Stra­te­gien zur erfolg­rei­chen Durch­set­zung der Rech­te des Betriebs­rats

Die erfolg­rei­che Durch­set­zung der Rech­te des Betriebs­rats erfor­dert eine stra­te­gi­sche Vor­ge­hens­wei­se und eine gute Vor­be­rei­tung. Hier sind eini­ge prak­ti­sche Tipps für den Betriebs­rat:

  1. Vor­be­rei­tung ist alles: Sam­meln Sie alle rele­van­ten Infor­ma­tio­nen und Beweis­mit­tel, bevor Sie Ver­hand­lun­gen mit dem Arbeit­ge­ber auf­neh­men oder recht­li­che Schrit­te ein­lei­ten. Eine umfas­sen­de Doku­men­ta­ti­on der Sach­ver­hal­te ist uner­läss­lich.

  2. Kla­re Zie­le defi­nie­ren: Legen Sie im Vor­feld fest, wel­che Zie­le Sie errei­chen wol­len und wel­che Kom­pro­mis­se Sie bereit sind ein­zu­ge­hen.

  3. Ver­hand­lungs­stra­te­gie ent­wi­ckeln: Über­le­gen Sie sich eine Ver­hand­lungs­stra­te­gie, die auf die spe­zi­fi­sche Situa­ti­on zuge­schnit­ten ist. Berück­sich­ti­gen Sie dabei die Inter­es­sen und Posi­tio­nen des Arbeit­ge­bers.

  4. Zusam­men­ar­beit suchen: Suchen Sie die Zusam­men­ar­beit mit ande­ren Betriebs­rä­ten, Gewerk­schaf­ten oder Rechts­an­wäl­ten. Ein star­kes Netz­werk kann Ihnen bei der Durch­set­zung Ihrer Rech­te hel­fen.

  5. Beweis­füh­rung opti­mie­ren: Ach­ten Sie auf eine lücken­lo­se Beweis­füh­rung. Sichern Sie rele­van­te Doku­men­te, Zeu­gen­aus­sa­gen und ande­re Beweis­mit­tel.

  6. Öffent­lich­keits­ar­beit: Infor­mie­ren Sie die Beleg­schaft über die Arbeit des Betriebs­rats und die Bedeu­tung der Mit­be­stim­mung. Eine star­ke Unter­stüt­zung durch die Beleg­schaft stärkt Ihre Posi­ti­on gegen­über dem Arbeit­ge­ber.

  7. Recht­li­che Bera­tung: Zie­hen Sie früh­zei­tig einen Rechts­an­walt hin­zu, um sich über Ihre Rech­te und Pflich­ten zu infor­mie­ren und sich bei der Durch­set­zung Ihrer Rech­te unter­stüt­zen zu las­sen.

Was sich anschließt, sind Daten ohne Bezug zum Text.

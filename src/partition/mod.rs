//! Displacement-space decomposition across a logical 2D process grid.
//!
//! The half-domain of displacements is split over `P = px * py` logical
//! ranks. Work at displacement `l` is proportional to the surviving
//! sub-array `prod(N - l)`, so a plain block split would be badly
//! unbalanced. Each axis instead interleaves rank-owned indices with
//! stride `p` and pairs every index with its complement `H - 1 - i`:
//! a heavy low-`l` displacement and a light high-`l` displacement land on
//! the same rank, and the summed work per pair is roughly constant.
//!
//! Only the outer two axes are distributed; in 3D every rank sweeps the
//! full `z` half-axis for each of its `(x, y)` pairs.

use std::fmt;

use thiserror::Error;

/// Violations of the process-grid divisibility constraints.
#[derive(Debug, Error)]
pub enum DecompositionError {
    #[error("number of ranks in x direction must be positive")]
    ZeroRanksInX,
    #[error(
        "number of ranks in x direction ({px}) exceeds the total number of ranks ({total})"
    )]
    TooManyRanksInX { px: usize, total: usize },
    #[error("total rank count ({total}) is not divisible by Processors_X ({px})")]
    UnevenGrid { total: usize, px: usize },
    #[error(
        "half-extent {half} along {axis} must be a power-of-2 multiple of the rank count {procs}"
    )]
    BadAxisSplit {
        axis: &'static str,
        half: usize,
        procs: usize,
    },
}

/// The logical process grid `P = px * py`.
///
/// Rank `r` maps to coordinates `(rx, ry) = (r / py, r mod py)`. In 2D
/// mode the "y" axis of the process grid distributes the z displacement
/// axis.
#[derive(Clone, Copy, Debug, PartialEq, Eq)]
pub struct ProcessGrid {
    total: usize,
    px: usize,
    py: usize,
}

impl ProcessGrid {
    /// Build and validate a process grid against the half-domain extents
    /// of the two distributed axes.
    ///
    /// Constraints: `px <= P`, `px | P`, and each half-extent must be
    /// divisible by its rank count with a power-of-two quotient.
    pub fn new(
        total: usize,
        px: usize,
        half_nx: usize,
        half_n2: usize,
    ) -> Result<Self, DecompositionError> {
        if px == 0 {
            return Err(DecompositionError::ZeroRanksInX);
        }
        if px > total {
            return Err(DecompositionError::TooManyRanksInX { px, total });
        }
        if total % px != 0 {
            return Err(DecompositionError::UnevenGrid { total, px });
        }
        let py = total / px;
        check_axis_split("x", half_nx, px)?;
        check_axis_split("y/z", half_n2, py)?;
        Ok(Self { total, px, py })
    }

    #[inline]
    pub fn total(&self) -> usize {
        self.total
    }

    #[inline]
    pub fn px(&self) -> usize {
        self.px
    }

    #[inline]
    pub fn py(&self) -> usize {
        self.py
    }

    /// Coordinates `(rx, ry)` of a rank.
    #[inline]
    pub fn coords(&self, rank: usize) -> (usize, usize) {
        (rank / self.py, rank % self.py)
    }
}

impl fmt::Display for ProcessGrid {
    fn fmt(&self, f: &mut fmt::Formatter<'_>) -> fmt::Result {
        write!(f, "{} ranks ({}×{})", self.total, self.px, self.py)
    }
}

fn check_axis_split(
    axis: &'static str,
    half: usize,
    procs: usize,
) -> Result<(), DecompositionError> {
    let bad = procs > half || half % procs != 0 || !(half / procs).is_power_of_two();
    if bad {
        return Err(DecompositionError::BadAxisSplit { axis, half, procs });
    }
    Ok(())
}

/// 1D index list along one axis for the rank coordinate `coord`.
///
/// Even slots interleave with stride `procs`; each odd slot holds the
/// complement `half - 1 - previous`, pairing a heavy displacement with a
/// light one. When `procs == half` every rank owns a single index and no
/// complement slot exists.
pub fn axis_index_list(half: usize, procs: usize, coord: usize) -> Vec<usize> {
    let len = half / procs;
    let mut list = vec![0usize; len];
    let mut i = 0;
    while i < len {
        list[i] = coord + i * procs;
        if procs != half && i + 1 < len {
            list[i + 1] = half - 1 - list[i];
        }
        i += 2;
    }
    list
}

/// Ordered `(x, y)` displacement list owned by one rank.
///
/// Row-major product of the per-axis lists: all second-axis indices are
/// emitted for the first x entry, then for the next, and so on. Every
/// rank's list has the same length `(half_nx * half_n2) / P`.
pub fn rank_displacements(
    grid: &ProcessGrid,
    half_nx: usize,
    half_n2: usize,
    rank: usize,
) -> Vec<(usize, usize)> {
    let (rx, ry) = grid.coords(rank);
    let xs = axis_index_list(half_nx, grid.px(), rx);
    let ys = axis_index_list(half_n2, grid.py(), ry);
    let mut list = Vec::with_capacity(xs.len() * ys.len());
    for &x in &xs {
        for &y in &ys {
            list.push((x, y));
        }
    }
    list
}

/// Displacement lists for every rank, indexed by rank id.
///
/// The union over ranks covers the half-domain exactly once; the
/// partition tests assert this for a range of grid shapes.
pub fn displacement_table(
    grid: &ProcessGrid,
    half_nx: usize,
    half_n2: usize,
) -> Vec<Vec<(usize, usize)>> {
    (0..grid.total())
        .map(|rank| rank_displacements(grid, half_nx, half_n2, rank))
        .collect()
}

#[cfg(test)]
mod tests {
    use super::*;

    #[test]
    fn test_axis_list_pairs_complements() {
        // half = 8, two ranks: each rank owns stride-2 indices plus their
        // complements.
        assert_eq!(axis_index_list(8, 2, 0), vec![0, 7, 4, 3]);
        assert_eq!(axis_index_list(8, 2, 1), vec![1, 6, 5, 2]);
    }

    #[test]
    fn test_axis_list_one_index_per_rank() {
        assert_eq!(axis_index_list(4, 4, 2), vec![2]);
    }

    #[test]
    fn test_axis_list_single_rank() {
        assert_eq!(axis_index_list(4, 1, 0), vec![0, 3, 2, 1]);
    }

    #[test]
    fn test_coords_convention() {
        let pg = ProcessGrid::new(8, 4, 16, 16).unwrap();
        assert_eq!(pg.py(), 2);
        assert_eq!(pg.coords(0), (0, 0));
        assert_eq!(pg.coords(1), (0, 1));
        assert_eq!(pg.coords(5), (2, 1));
    }

    #[test]
    fn test_rank_list_is_row_major_product() {
        let pg = ProcessGrid::new(4, 2, 4, 4).unwrap();
        // rank 0 -> (rx, ry) = (0, 0); xs = [0, 3], ys = [0, 3]
        assert_eq!(
            rank_displacements(&pg, 4, 4, 0),
            vec![(0, 0), (0, 3), (3, 0), (3, 3)]
        );
    }

    #[test]
    fn test_equal_list_lengths() {
        let pg = ProcessGrid::new(8, 4, 16, 8).unwrap();
        let table = displacement_table(&pg, 16, 8);
        assert!(table.iter().all(|l| l.len() == 16 * 8 / 8));
    }

    #[test]
    fn test_rejects_zero_px() {
        assert!(matches!(
            ProcessGrid::new(4, 0, 16, 16),
            Err(DecompositionError::ZeroRanksInX)
        ));
    }

    #[test]
    fn test_rejects_px_above_total() {
        assert!(matches!(
            ProcessGrid::new(2, 4, 16, 16),
            Err(DecompositionError::TooManyRanksInX { .. })
        ));
    }

    #[test]
    fn test_rejects_uneven_grid() {
        assert!(matches!(
            ProcessGrid::new(6, 4, 16, 16),
            Err(DecompositionError::UnevenGrid { .. })
        ));
    }

    #[test]
    fn test_rejects_non_power_of_two_quotient() {
        // 24 / 4 = 6: divisible but not a power of two.
        assert!(matches!(
            ProcessGrid::new(4, 4, 24, 16),
            Err(DecompositionError::BadAxisSplit { .. })
        ));
    }

    #[test]
    fn test_rejects_procs_above_half_extent() {
        assert!(ProcessGrid::new(16, 16, 8, 16).is_err());
    }
}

  8. Doku­men­ta­ti­on der Ver­hand­lun­gen: Füh­ren Sie Pro­to­koll über alle Ver­hand­lun­gen und Gesprä­che mit dem Arbeit­ge­ber. Dies kann im Fal­le eines Rechts­streits von ent­schei­den­der Bedeu­tung sein.

  9. Nut­zen Sie die Eini­gungs­stel­le: Bevor Sie das Arbeits­ge­richt anru­fen, ver­su­chen Sie, eine Eini­gung vor der Eini­gungs­stel­le zu erzie­len. Dies kann Ihnen Zeit und Kos­ten spa­ren.

  10. Kon­se­quen­te Rechts­ver­fol­gung: Wenn der Arbeit­ge­ber Ihre Rech­te miss­ach­tet, scheu­en Sie sich nicht, das Arbeits­ge­richt anzu­ru­fen. Eine kon­se­quen­te Rechts­ver­fol­gung ist wich­tig, um Ihre Rech­te zu wah­ren und ein Zei­chen zu set­zen.

Fazit

Die Rech­te des Betriebs­rats sind ein wich­ti­ges Instru­ment der Mit­be­stim­mung im Unter­neh­men. Die Eini­gungs­stel­le und das Arbeits­ge­richt spie­len eine zen­tra­le Rol­le bei der Durch­set­zung die­ser Rech­te. Der Betriebs­rat soll­te sei­ne Rech­te ken­nen und im Zwei­fels­fall die Unter­stüt­zung die­ser Insti­tu­tio­nen in Anspruch neh­men. Zukünf­tig ist zu erwar­ten, dass die Bedeu­tung der Mit­be­stim­mung und die damit ver­bun­de­nen Rech­te des Betriebs­rats wei­ter zuneh­men wer­den, ins­be­son­de­re im Hin­blick auf neue Arbeits­mo­del­le und digi­ta­le Trans­for­ma­ti­on. Die Her­aus­for­de­rung besteht dar­in, die Rech­te des Betriebs­rats an die ver­än­der­ten Arbeits­be­din­gun­gen anzu­pas­sen und eine effek­ti­ve Mit­be­stim­mung sicher­zu­stel­len.